> _DATA PROVIDED_
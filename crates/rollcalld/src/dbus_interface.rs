use zbus::interface;

use rollcall_core::RgbFrame;

use crate::engine::{EngineError, EngineHandle};

/// D-Bus interface for the Rollcall attendance daemon.
///
/// Bus name: org.freedesktop.Rollcall1
/// Object path: /org/freedesktop/Rollcall1
///
/// Image arguments are encoded image bytes (PNG, JPEG, anything the
/// `image` crate decodes); the daemon decodes them into frames before
/// handing them to the engine.
pub struct RollcallService {
    engine: EngineHandle,
}

impl RollcallService {
    pub fn new(engine: EngineHandle) -> Self {
        Self { engine }
    }
}

#[interface(name = "org.freedesktop.Rollcall1")]
impl RollcallService {
    /// Register a face under the given name from a captured frame.
    /// Returns a JSON summary of the new registry entry.
    async fn register_face(&self, name: &str, image: Vec<u8>) -> zbus::fdo::Result<String> {
        tracing::info!(name, bytes = image.len(), "register requested");
        let frame = decode_frame(&image)?;
        let face = self
            .engine
            .register(name.to_string(), frame)
            .await
            .map_err(to_fdo)?;
        Ok(serde_json::json!({
            "id": face.id,
            "name": face.name,
            "registeredAt": face.registered_at,
        })
        .to_string())
    }

    /// Match a captured frame against the registry and record attendance.
    /// Returns the new attendance record as JSON.
    async fn mark_attendance(&self, image: Vec<u8>) -> zbus::fdo::Result<String> {
        tracing::info!(bytes = image.len(), "mark requested");
        let frame = decode_frame(&image)?;
        let record = self.engine.mark(frame).await.map_err(to_fdo)?;
        serde_json::to_string(&record).map_err(|e| zbus::fdo::Error::Failed(e.to_string()))
    }

    /// List registered faces as a JSON array (embeddings included).
    async fn list_faces(&self) -> zbus::fdo::Result<String> {
        let faces = self.engine.list_faces().await.map_err(to_fdo)?;
        serde_json::to_string(&faces).map_err(|e| zbus::fdo::Error::Failed(e.to_string()))
    }

    /// List attendance records as a JSON array, in append order.
    async fn list_records(&self) -> zbus::fdo::Result<String> {
        let records = self.engine.list_records().await.map_err(to_fdo)?;
        serde_json::to_string(&records).map_err(|e| zbus::fdo::Error::Failed(e.to_string()))
    }

    /// Render the attendance log as the plain-text report.
    async fn export_log(&self) -> zbus::fdo::Result<String> {
        self.engine.export().await.map_err(to_fdo)
    }

    /// Return daemon status information.
    async fn status(&self) -> zbus::fdo::Result<String> {
        let faces = self.engine.list_faces().await.map_err(to_fdo)?;
        let records = self.engine.list_records().await.map_err(to_fdo)?;
        Ok(serde_json::json!({
            "version": env!("CARGO_PKG_VERSION"),
            "registeredFaces": faces.len(),
            "attendanceRecords": records.len(),
        })
        .to_string())
    }
}

fn decode_frame(bytes: &[u8]) -> zbus::fdo::Result<RgbFrame> {
    let img = image::load_from_memory(bytes)
        .map_err(|e| zbus::fdo::Error::InvalidArgs(format!("image decode: {e}")))?;
    Ok(RgbFrame::from_image(&img))
}

/// Domain errors surface with their user message; infrastructure errors
/// are additionally logged before crossing the bus.
fn to_fdo(err: EngineError) -> zbus::fdo::Error {
    match &err {
        EngineError::Detector(inner) => {
            tracing::error!(error = %inner, "detector failure");
        }
        EngineError::Store(inner) => {
            tracing::error!(error = %inner, "store failure");
        }
        _ => {}
    }
    zbus::fdo::Error::Failed(err.to_string())
}
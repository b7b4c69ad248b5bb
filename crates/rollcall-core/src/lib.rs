//! rollcall-core — Face location and matching engine.
//!
//! Locates a face region with a DETR object-detection model running via
//! ONNX Runtime, summarizes the region as a down-sampled pixel-color
//! embedding, and matches it against a gallery by cosine similarity.

pub mod detector;
pub mod extractor;
pub mod types;

pub use detector::{Detector, DetectorError, OnnxDetector};
pub use extractor::extract_embedding;
pub use types::{
    AttendanceRecord, BoundingBox, CosineMatcher, Detection, Embedding, FrameError, MatchResult,
    Matcher, RegisteredFace, RgbFrame,
};
use thiserror::Error;
use tokio::sync::{mpsc, oneshot};

use rollcall_core::{
    extract_embedding, AttendanceRecord, CosineMatcher, Detector, DetectorError, MatchResult,
    Matcher, RegisteredFace, RgbFrame,
};
use rollcall_store::{AttendanceLog, FaceRegistry, KvStore, StoreError};

#[derive(Error, Debug)]
pub enum EngineError {
    #[error("a name is required before registering")]
    EmptyName,
    #[error("no face detected in the captured frame")]
    NoFaceDetected,
    #[error("face not recognized (best similarity {similarity:.3})")]
    NoMatchFound { similarity: f32 },
    #[error("detector error: {0}")]
    Detector(#[from] DetectorError),
    #[error("store error: {0}")]
    Store(#[from] StoreError),
    #[error("engine thread exited")]
    ChannelClosed,
}

/// Messages sent from the service surface to the engine thread.
enum EngineRequest {
    Register {
        name: String,
        frame: RgbFrame,
        reply: oneshot::Sender<Result<RegisteredFace, EngineError>>,
    },
    Mark {
        frame: RgbFrame,
        reply: oneshot::Sender<Result<AttendanceRecord, EngineError>>,
    },
    ListFaces {
        reply: oneshot::Sender<Result<Vec<RegisteredFace>, EngineError>>,
    },
    ListRecords {
        reply: oneshot::Sender<Result<Vec<AttendanceRecord>, EngineError>>,
    },
    Export {
        reply: oneshot::Sender<Result<String, EngineError>>,
    },
}

/// Clone-safe handle to the engine thread.
#[derive(Clone)]
pub struct EngineHandle {
    tx: mpsc::Sender<EngineRequest>,
}

impl EngineHandle {
    /// Register a face: detect, extract, append to the registry.
    pub async fn register(
        &self,
        name: String,
        frame: RgbFrame,
    ) -> Result<RegisteredFace, EngineError> {
        self.request(|reply| EngineRequest::Register { name, frame, reply })
            .await
    }

    /// Mark attendance: detect, extract, match, append to the log.
    pub async fn mark(&self, frame: RgbFrame) -> Result<AttendanceRecord, EngineError> {
        self.request(|reply| EngineRequest::Mark { frame, reply }).await
    }

    pub async fn list_faces(&self) -> Result<Vec<RegisteredFace>, EngineError> {
        self.request(|reply| EngineRequest::ListFaces { reply }).await
    }

    pub async fn list_records(&self) -> Result<Vec<AttendanceRecord>, EngineError> {
        self.request(|reply| EngineRequest::ListRecords { reply }).await
    }

    pub async fn export(&self) -> Result<String, EngineError> {
        self.request(|reply| EngineRequest::Export { reply }).await
    }

    async fn request<T>(
        &self,
        build: impl FnOnce(oneshot::Sender<Result<T, EngineError>>) -> EngineRequest,
    ) -> Result<T, EngineError> {
        let (reply_tx, reply_rx) = oneshot::channel();
        self.tx
            .send(build(reply_tx))
            .await
            .map_err(|_| EngineError::ChannelClosed)?;
        reply_rx.await.map_err(|_| EngineError::ChannelClosed)?
    }
}

/// Spawn the engine on a dedicated OS thread.
///
/// The detector and both repositories are constructed by the caller and
/// moved into the thread, which owns them for the process lifetime.
/// Requests are processed one at a time, so there is never more than
/// one capture flow in flight.
pub fn spawn_engine<D, S>(
    mut detector: D,
    registry: FaceRegistry<S>,
    log: AttendanceLog<S>,
    similarity_threshold: f32,
) -> EngineHandle
where
    D: Detector + Send + 'static,
    S: KvStore + 'static,
{
    let (tx, mut rx) = mpsc::channel::<EngineRequest>(4);

    std::thread::Builder::new()
        .name("rollcall-engine".into())
        .spawn(move || {
            tracing::info!("engine thread started");
            while let Some(req) = rx.blocking_recv() {
                match req {
                    EngineRequest::Register { name, frame, reply } => {
                        let result = run_register(&mut detector, &registry, &name, &frame);
                        let _ = reply.send(result);
                    }
                    EngineRequest::Mark { frame, reply } => {
                        let result = run_mark(
                            &mut detector,
                            &registry,
                            &log,
                            &frame,
                            similarity_threshold,
                        );
                        let _ = reply.send(result);
                    }
                    EngineRequest::ListFaces { reply } => {
                        let _ = reply.send(registry.list().map_err(EngineError::from));
                    }
                    EngineRequest::ListRecords { reply } => {
                        let _ = reply.send(log.list().map_err(EngineError::from));
                    }
                    EngineRequest::Export { reply } => {
                        let _ = reply.send(log.export_text().map_err(EngineError::from));
                    }
                }
            }
            tracing::info!("engine thread exiting");
        })
        .expect("failed to spawn engine thread");

    EngineHandle { tx }
}

/// Registration flow: validate the name, locate the face, store the
/// embedding under a fresh id.
fn run_register<D: Detector, S: KvStore>(
    detector: &mut D,
    registry: &FaceRegistry<S>,
    name: &str,
    frame: &RgbFrame,
) -> Result<RegisteredFace, EngineError> {
    let name = name.trim();
    if name.is_empty() {
        return Err(EngineError::EmptyName);
    }

    let bbox = detector.detect(frame)?.ok_or(EngineError::NoFaceDetected)?;
    let embedding = extract_embedding(frame, &bbox);

    let face = RegisteredFace {
        id: uuid::Uuid::new_v4().to_string(),
        name: name.to_string(),
        embedding,
        registered_at: chrono::Local::now().to_rfc3339(),
    };
    registry.append(face.clone())?;

    tracing::info!(id = %face.id, name = %face.name, dims = face.embedding.len(), "face registered");
    Ok(face)
}

/// Attendance flow: locate the face, match against the registry, append
/// a record for the matched name.
fn run_mark<D: Detector, S: KvStore>(
    detector: &mut D,
    registry: &FaceRegistry<S>,
    log: &AttendanceLog<S>,
    frame: &RgbFrame,
    threshold: f32,
) -> Result<AttendanceRecord, EngineError> {
    let bbox = detector.detect(frame)?.ok_or(EngineError::NoFaceDetected)?;
    let embedding = extract_embedding(frame, &bbox);

    let gallery = registry.list()?;
    let result = CosineMatcher.compare(&embedding, &gallery, threshold);

    match result {
        MatchResult {
            matched: true,
            name: Some(name),
            similarity,
            ..
        } => {
            let record = AttendanceRecord {
                id: uuid::Uuid::new_v4().to_string(),
                name,
                timestamp: chrono::Local::now().to_rfc3339(),
            };
            log.append(record.clone())?;
            tracing::info!(name = %record.name, similarity, "attendance marked");
            Ok(record)
        }
        MatchResult { similarity, .. } => {
            tracing::debug!(similarity, gallery = gallery.len(), "no match above threshold");
            Err(EngineError::NoMatchFound { similarity })
        }
    }
}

> _WORK INSTRUCTION_
Search the preceding listing for "gallery", then copy every line that holds it.

> _REPLY_
//! embedding, and matches it against a gallery by cosine similarity.
    let gallery = registry.list()?;
    let result = CosineMatcher.compare(&embedding, &gallery, threshold);
            tracing::debug!(similarity, gallery = gallery.len(), "no match above threshold");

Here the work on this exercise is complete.